Это заставляет под особым углом зрения посмотреть на другие процессы, например, в сфере масс медиа, информации, образования. Если раньше люди положительно относились к развитию транснациональных кампаний в этих сферах, то сегодня возникают сомнения относительно тех надежд, которые на них возлагались. Достигшие невиданного технического уровня они связывают людей в единое информационное пространство и формируют единое общественное мнение. Опасения вызывает не столько то, что они перестали быть институтами национального государства, сколько то, что сфера информации, которая всегда была информацией о чем-то и таким образом определяла поведение людей, сегодня автономизировалась подобно миру денег. Политика также приобретает спектакулярный характер, отрывается от защиты интересов нации. Опасность состоит в том, что эти формы глобализации начинают резонировать, "разогревать" мир до точки каления. Опасными признаками являются технические и экологические катастрофы, экономические и финансовые кризисы, акты терроризма и, наконец, компьютерные вирусы, к опасности которых многие относятся еще слишком легкомысленно. В таких условиях плыть всем в одной лодке чрезвычайно опасно. Для безопасности гораздо эффективнее существование относительно автономных (замкнутых, но взаимосвязанных) хозяйственных систем и культурных сфер. Человечество прогрессировало тогда, когда удавалось создать эффективные условия конкуренции и соперничества культур, когда между ними и внутри их осуществлялись инновационные и репродуктивные процессы.

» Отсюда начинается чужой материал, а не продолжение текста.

impl<'a, N: XPathNode<'a> + 'a> NodeSet<'a, N> {
    /// A set for the document of `node`. Unless `node` is the document node
    /// itself it becomes the only member of the set.
    pub fn new(node: N) -> Nodes<'a, N> {
        Self::with_config(node, QueryConfig::default())
    }

    pub fn with_config(node: N, config: QueryConfig) -> Nodes<'a, N> {
        let document = node.document();
        let set = NodeSet {
            document,
            xpath: Rc::new(XPath::new(document, Rc::new(config))),
            nodes: RefCell::new(Vec::new()),
            use_document_context: Cell::new(true),
            closed: Cell::new(false),
            parent: None,
        };
        if node != document {
            set.nodes.borrow_mut().push(node);
            set.use_document_context.set(false);
        }
        Rc::new(set)
    }

    /// An empty, open set of the same document whose [`end`](Self::end) is
    /// this set. This set becomes read-only.
    pub fn spawn(self: &Rc<Self>) -> Nodes<'a, N> {
        self.close();
        Rc::new(NodeSet {
            document: self.document,
            xpath: Rc::clone(&self.xpath),
            nodes: RefCell::new(Vec::new()),
            use_document_context: Cell::new(false),
            closed: Cell::new(false),
            parent: Some(Rc::downgrade(self)),
        })
    }

    /// [`spawn`](Self::spawn) and [`push`](Self::push) in one step.
    pub fn spawn_with(self: &Rc<Self>, content: impl Into<Content<'a, N>>) -> Result<Nodes<'a, N>, QueryError> {
        let set = self.spawn();
        set.push(content)?;
        Ok(set)
    }

    fn derive(self: &Rc<Self>, nodes: Vec<N>) -> Nodes<'a, N> {
        let set = self.spawn();
        *set.nodes.borrow_mut() = nodes;
        set.close();
        set
    }

    /// The set this one was spawned from, or this set if there is none
    /// (anymore).
    pub fn end(self: &Rc<Self>) -> Nodes<'a, N> {
        self.parent
            .as_ref()
            .and_then(Weak::upgrade)
            .unwrap_or_else(|| Rc::clone(self))
    }

    /// Appends nodes. Fails without appending anything if the set is closed
    /// or one of the nodes belongs to another document.
    pub fn push(&self, content: impl Into<Content<'a, N>>) -> Result<&Self, QueryError> {
        self.extend(content.into().into_nodes())
    }

    /// Like [`push`](Self::push) but silently skips everything that is not
    /// an element.
    pub fn push_elements(&self, content: impl Into<Content<'a, N>>) -> Result<&Self, QueryError> {
        let elements = content
            .into()
            .into_nodes()
            .into_iter()
            .filter(|node| node.node_type() == NodeType::Element)
            .collect();
        self.extend(elements)
    }

    fn extend(&self, nodes: Vec<N>) -> Result<&Self, QueryError> {
        if self.closed.get() {
            return Err(QueryError::BadMethodCall("node set is read-only".to_string()));
        }
        if let Some(index) = nodes.iter().position(|node| node.document() != self.document) {
            return Err(QueryError::OutOfBounds(format!(
                "Node #{} is not a part of this document",
                index
            )));
        }
        trace!("pushing {} node(s)", nodes.len());
        self.nodes.borrow_mut().extend(nodes);
        self.use_document_context.set(false);
        Ok(self)
    }

    /// Evaluates `expression` for every context node and collects the
    /// candidates accepted by `filter` until `stop` matches.
    pub fn fetch(
        self: &Rc<Self>,
        expression: &str,
        filter: Option<Selector<'a, N>>,
        stop: Option<Selector<'a, N>>,
        options: FetchOptions,
    ) -> Result<Nodes<'a, N>, QueryError> {
        if expression.trim().is_empty() {
            return Err(QueryError::InvalidArgument("invalid selector".to_string()));
        }
        let contexts = self.to_vec();
        let result = fetch(&self.xpath, &contexts, expression, filter, stop, options)?;
        Ok(self.derive(result))
    }

    /// Selects nodes below the set, or in the whole document for a fresh
    /// document set.
    ///
    /// An expression selector is evaluated as it is. With
    /// [`FindOptions::MODE_FILTER`] it instead filters all descendant
    /// elements, and `/`-rooted paths test whether the candidate is part of
    /// the path's result.
    pub fn find(
        self: &Rc<Self>,
        selector: impl Into<Selector<'a, N>>,
        options: FindOptions,
    ) -> Result<Nodes<'a, N>, QueryError> {
        let resolution = context::resolve(selector.into(), self.use_document_context.get(), options)?;
        debug!(
            "find '{}' in {:?} context",
            resolution.expression, resolution.mode
        );
        self.fetch(&resolution.expression, resolution.filter, None, resolution.options)
    }

    fn traverse(
        self: &Rc<Self>,
        traversal: Traversal,
        filter: Option<Selector<'a, N>>,
        stop: Option<Selector<'a, N>>,
    ) -> Result<Nodes<'a, N>, QueryError> {
        self.fetch(&traversal.expression(), filter, stop, traversal.options())
    }

    /// Element children, narrowed by `filter`. A callback filter receives
    /// the child's position below its parent.
    pub fn children(self: &Rc<Self>, filter: impl IntoSelector<'a, N>) -> Result<Nodes<'a, N>, QueryError> {
        self.traverse(Traversal::Children, filter.into_selector(), None)
    }

    /// Element and non-blank text children.
    pub fn contents(self: &Rc<Self>, filter: impl IntoSelector<'a, N>) -> Result<Nodes<'a, N>, QueryError> {
        self.traverse(Traversal::Contents, filter.into_selector(), None)
    }

    pub fn parent(self: &Rc<Self>, filter: impl IntoSelector<'a, N>) -> Result<Nodes<'a, N>, QueryError> {
        self.traverse(Traversal::Parent, filter.into_selector(), None)
    }

    /// Ancestor elements, nearest first for a single node.
    pub fn parents(self: &Rc<Self>, filter: impl IntoSelector<'a, N>) -> Result<Nodes<'a, N>, QueryError> {
        self.traverse(Traversal::Parents, filter.into_selector(), None)
    }

    /// Ancestor elements up to, not including, the first one matching `stop`.
    pub fn parents_until(
        self: &Rc<Self>,
        stop: impl IntoSelector<'a, N>,
        filter: impl IntoSelector<'a, N>,
    ) -> Result<Nodes<'a, N>, QueryError> {
        self.traverse(Traversal::Parents, filter.into_selector(), stop.into_selector())
    }

    /// The next element or non-blank text sibling.
    pub fn next(self: &Rc<Self>, filter: impl IntoSelector<'a, N>) -> Result<Nodes<'a, N>, QueryError> {
        self.traverse(Traversal::Next, filter.into_selector(), None)
    }

    pub fn next_all(self: &Rc<Self>, filter: impl IntoSelector<'a, N>) -> Result<Nodes<'a, N>, QueryError> {
        self.traverse(Traversal::NextAll, filter.into_selector(), None)
    }

    pub fn next_until(
        self: &Rc<Self>,
        stop: impl IntoSelector<'a, N>,
        filter: impl IntoSelector<'a, N>,
    ) -> Result<Nodes<'a, N>, QueryError> {
        self.traverse(Traversal::NextAll, filter.into_selector(), stop.into_selector())
    }

    pub fn prev(self: &Rc<Self>, filter: impl IntoSelector<'a, N>) -> Result<Nodes<'a, N>, QueryError> {
        self.traverse(Traversal::Prev, filter.into_selector(), None)
    }

    /// Preceding siblings, nearest first for a single node.
    pub fn prev_all(self: &Rc<Self>, filter: impl IntoSelector<'a, N>) -> Result<Nodes<'a, N>, QueryError> {
        self.traverse(Traversal::PrevAll, filter.into_selector(), None)
    }

    pub fn prev_until(
        self: &Rc<Self>,
        stop: impl IntoSelector<'a, N>,
        filter: impl IntoSelector<'a, N>,
    ) -> Result<Nodes<'a, N>, QueryError> {
        self.traverse(Traversal::PrevAll, filter.into_selector(), stop.into_selector())
    }

    pub fn siblings(self: &Rc<Self>, filter: impl IntoSelector<'a, N>) -> Result<Nodes<'a, N>, QueryError> {
        self.traverse(Traversal::Siblings, filter.into_selector(), None)
    }

    /// For every node the first of itself and its ancestors that matches
    /// `selector`.
    pub fn closest(self: &Rc<Self>, selector: impl Into<Selector<'a, N>>) -> Result<Nodes<'a, N>, QueryError> {
        let selector = selector.into();
        self.fetch(
            &Traversal::Closest.expression(),
            Some(selector.clone()),
            Some(selector),
            Traversal::Closest.options(),
        )
    }

    fn select(&self, selector: Selector<'a, N>, keep: bool) -> Result<Vec<N>, QueryError> {
        let predicate = Predicate::compile(selector)?;
        let mut selected = Vec::new();
        for (index, node) in self.to_vec().into_iter().enumerate() {
            if predicate.test(&node, index, &self.xpath)? == keep {
                selected.push(node);
            }
        }
        Ok(selected)
    }

    /// The nodes of this set that match `selector`.
    pub fn filter(self: &Rc<Self>, selector: impl Into<Selector<'a, N>>) -> Result<Nodes<'a, N>, QueryError> {
        let selected = self.select(selector.into(), true)?;
        Ok(self.derive(selected))
    }

    /// The nodes of this set that do not match `selector`.
    pub fn not(self: &Rc<Self>, selector: impl Into<Selector<'a, N>>) -> Result<Nodes<'a, N>, QueryError> {
        let selected = self.select(selector.into(), false)?;
        Ok(self.derive(selected))
    }

    /// Whether any node of this set matches `selector`. Stops at the first
    /// match.
    pub fn is(&self, selector: impl Into<Selector<'a, N>>) -> Result<bool, QueryError> {
        let predicate = Predicate::compile(selector.into())?;
        for (index, node) in self.to_vec().into_iter().enumerate() {
            if predicate.test(&node, index, &self.xpath)? {
                return Ok(true);
            }
        }
        Ok(false)
    }

    /// The nodes of this set with at least one descendant matching
    /// `selector`.
    pub fn has(self: &Rc<Self>, selector: impl Into<Selector<'a, N>>) -> Result<Nodes<'a, N>, QueryError> {
        let predicate = Predicate::compile(selector.into())?;
        let mut selected = Vec::new();
        for node in self.to_vec() {
            let descendants = self.xpath.query("descendant::node()", Some(node))?;
            for (index, descendant) in descendants.iter().enumerate() {
                if predicate.test(descendant, index, &self.xpath)? {
                    selected.push(node);
                    break;
                }
            }
        }
        Ok(self.derive(selected))
    }

    /// This set merged with the nodes `selector` selects in the whole
    /// document, in document order.
    pub fn add(self: &Rc<Self>, selector: impl Into<Selector<'a, N>>) -> Result<Nodes<'a, N>, QueryError> {
        let added = match selector.into() {
            Selector::Node(node) => vec![node],
            Selector::Nodes(nodes) => nodes,
            selector => {
                let resolution = context::resolve(selector, true, FindOptions::empty())?;
                fetch(
                    &self.xpath,
                    &[],
                    &resolution.expression,
                    resolution.filter,
                    None,
                    resolution.options,
                )?
            }
        };
        let mut merged = self.to_vec();
        merged.extend(added);
        let merged = self.unique(merged)?;
        Ok(self.derive(merged))
    }

    /// This set merged with the set it was spawned from, optionally
    /// filtered by `selector`.
    pub fn add_back(self: &Rc<Self>, selector: impl IntoSelector<'a, N>) -> Result<Nodes<'a, N>, QueryError> {
        let previous = self.end();
        let mut merged = match selector.into_selector() {
            Some(selector) => previous.select(selector, true)?,
            None => previous.to_vec(),
        };
        merged.extend(self.to_vec());
        let merged = self.unique(merged)?;
        Ok(self.derive(merged))
    }

    /// The node at `index`, counted from the end if negative.
    pub fn eq(self: &Rc<Self>, index: isize) -> Nodes<'a, N> {
        let node = self.resolve_index(index).and_then(|index| self.get(index));
        self.derive(node.into_iter().collect())
    }

    pub fn first(self: &Rc<Self>) -> Nodes<'a, N> {
        self.eq(0)
    }

    pub fn last(self: &Rc<Self>) -> Nodes<'a, N> {
        self.eq(-1)
    }

    /// The nodes from `start` up to, not including, `end`. Negative bounds
    /// count from the end.
    pub fn slice(self: &Rc<Self>, start: isize, end: Option<isize>) -> Nodes<'a, N> {
        let len = self.len();
        let clamp = |index: isize| self.resolve_index(index).unwrap_or(if index < 0 { 0 } else { len });
        let start = clamp(start);
        let end = end.map_or(len, clamp);
        let nodes = if start < end {
            self.nodes.borrow()[start..end].to_vec()
        } else {
            Vec::new()
        };
        self.derive(nodes)
    }

    fn resolve_index(&self, index: isize) -> Option<usize> {
        let len = self.len();
        let resolved = if index < 0 {
            len.checked_sub(index.unsigned_abs())?
        } else {
            index.unsigned_abs()
        };
        (resolved < len).then_some(resolved)
    }

    /// Without a selector, the number of element and non-blank text siblings
    /// before the first node. With one, the position of the first node of the
    /// set that matches it.
    pub fn index(&self, selector: impl IntoSelector<'a, N>) -> Result<Option<usize>, QueryError> {
        match selector.into_selector() {
            None => match self.get(0) {
                Some(first) => Ok(Some(
                    self.xpath.query(PRECEDING_MEANINGFUL_SIBLINGS, Some(first))?.len(),
                )),
                None => Ok(None),
            },
            Some(selector) => {
                let predicate = Predicate::compile(selector)?;
                for (index, node) in self.to_vec().into_iter().enumerate() {
                    if predicate.test(&node, index, &self.xpath)? {
                        return Ok(Some(index));
                    }
                }
                Ok(None)
            }
        }
    }

    /// The position of the first node of `content` in this set.
    pub fn index_of(&self, content: impl Into<Content<'a, N>>) -> Result<Option<usize>, QueryError> {
        let nodes = content.into().into_nodes();
        let first = nodes
            .first()
            .ok_or_else(|| QueryError::UnexpectedValue("no element found".to_string()))?;
        Ok(self.nodes.borrow().iter().position(|node| node == first))
    }

    /// `nodes` without duplicates, in document order. Nodes that are not
    /// attached to the document follow in the order they were given.
    pub fn unique(&self, nodes: Vec<N>) -> Result<Vec<N>, QueryError> {
        TreeComparator::new(&self.xpath).unique(nodes)
    }

    pub fn len(&self) -> usize {
        self.nodes.borrow().len()
    }

    pub fn is_empty(&self) -> bool {
        self.nodes.borrow().is_empty()
    }

    pub fn get(&self, index: usize) -> Option<N> {
        self.nodes.borrow().get(index).copied()
    }

    pub fn to_vec(&self) -> Vec<N> {
        self.nodes.borrow().clone()
    }

    /// Iterates over a snapshot of the nodes.
    pub fn iter(&self) -> std::vec::IntoIter<N> {
        self.to_vec().into_iter()
    }

    /// The document node.
    pub fn document(&self) -> N {
        self.document
    }

    pub fn xpath(&self) -> &XPath<'a, N> {
        &self.xpath
    }

    pub fn config(&self) -> &QueryConfig {
        self.xpath.config()
    }

    /// Makes the set read-only.
    pub fn close(&self) {
        self.closed.set(true);
    }

    pub fn is_closed(&self) -> bool {
        self.closed.get()
    }
}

При анализе трансформации понятия политического, прежде всего, необходимо изменить содержание и тональность исторической реконструкции. Популярная хайдеггеровская деструкция современности как истории утрат страдает от апокалипсической тональности оценок современности, отсюда все опирающиеся на нее реконструкции прошлого оказываются синдромом фантазма "золотого века". Поскольку окружающая среда, в которой жил человек, в ходе глобализации подверглась сильнейшему удару, вполне разумно искать формы инсталляции в современное общество традиционных гомотехнологий формирования человека. Однако, предлагая в качестве лекарства лечения современности архаичные формы солидарности, философы недооценивают положительные качественные изменения коммуникативных трансформаций, не только вытесняющих близкие взаимодействия, но и смягчающих социальную ткань. Социальная реальность становится более сложной, дифференцированной, в ней возможна игра и свобода.